» EXERCISE DIRECTIONS: Using the records that follow, copy every line containing the word "sources".

── TASK DATA ──

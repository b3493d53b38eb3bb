use axum::{
    extract::{Path, Query, State},
    http::StatusCode,
    Json,
};
use std::sync::Arc;
use tracing::{info, warn};

use crate::AppState;
use market_data::{
    instruments, CalendarEvent, CalendarFilter, CotHistory, Impact, Instrument, Quote,
    SourceHealth, SupportedInstruments,
};

#[derive(Debug, serde::Deserialize)]
pub struct QuotesQuery {
    /// Comma separated; the whole catalog when absent
    symbols: Option<String>,
}

/// GET /quotes?symbols=EUR/USD,XAU/USD - Quotes, placeholders filling any gaps
pub async fn get_quotes(
    State(state): State<Arc<AppState>>,
    Query(query): Query<QuotesQuery>,
) -> Result<Json<QuotesResponse>, (StatusCode, String)> {
    let wanted = match query.symbols.as_deref() {
        Some(raw) => instruments::parse_list(raw)
            .map_err(|e| (StatusCode::BAD_REQUEST, e.to_string()))?,
        None => Instrument::all(),
    };
    if wanted.is_empty() {
        return Err((StatusCode::BAD_REQUEST, "No symbols requested".to_string()));
    }

    info!("Fetching {} quotes", wanted.len());
    let quotes = state.quotes.get_quotes(&wanted).await;
    let placeholders = quotes.iter().filter(|q| q.is_placeholder()).count();
    if placeholders > 0 {
        warn!("{} of {} quotes are placeholders", placeholders, quotes.len());
    }

    Ok(Json(QuotesResponse {
        quotes,
        placeholders,
    }))
}

/// GET /cot/:currency - Weekly COT history for one currency
pub async fn get_cot(
    State(state): State<Arc<AppState>>,
    Path(currency): Path<String>,
) -> Result<Json<CotHistory>, (StatusCode, String)> {
    let currency = currency.to_uppercase();
    if currency.len() != 3 || !currency.chars().all(|c| c.is_ascii_alphabetic()) {
        return Err((
            StatusCode::BAD_REQUEST,
            format!("Invalid currency code: {}", currency),
        ));
    }

    Ok(Json(state.cot.history(&currency).await))
}

#[derive(Debug, serde::Deserialize)]
pub struct CalendarQuery {
    currency: Option<String>,
    impact: Option<String>,
}

/// GET /calendar?currency=USD&impact=high - This week's events
pub async fn get_calendar(
    State(state): State<Arc<AppState>>,
    Query(query): Query<CalendarQuery>,
) -> Result<Json<Vec<CalendarEvent>>, (StatusCode, String)> {
    let min_impact = query
        .impact
        .as_deref()
        .map(str::parse::<Impact>)
        .transpose()
        .map_err(|e| (StatusCode::BAD_REQUEST, e.to_string()))?;

    let filter = CalendarFilter {
        currency: query.currency,
        min_impact,
    };
    Ok(Json(state.calendar.this_week(&filter)))
}

/// GET /instruments - Catalog grouped by class
pub async fn get_instruments() -> Json<SupportedInstruments> {
    Json(SupportedInstruments::from_catalog())
}

/// GET /health - Service health check
pub async fn health_check(State(state): State<Arc<AppState>>) -> Json<HealthResponse> {
    let source_health = state.quotes.health_check().await;

    let all_healthy = source_health.iter().all(|h| h.is_healthy);

    Json(HealthResponse {
        status: if all_healthy { "healthy".to_string() } else { "degraded".to_string() },
        sources: source_health,
    })
}

// Response types
#[derive(Debug, serde::Serialize)]
pub struct QuotesResponse {
    pub quotes: Vec<Quote>,
    pub placeholders: usize,
}

#[derive(Debug, serde::Serialize)]
pub struct HealthResponse {
    pub status: String,
    pub sources: Vec<SourceHealth>,
}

───

» SOLVED EXERCISE:
        sources: source_health,
    pub sources: Vec<SourceHealth>,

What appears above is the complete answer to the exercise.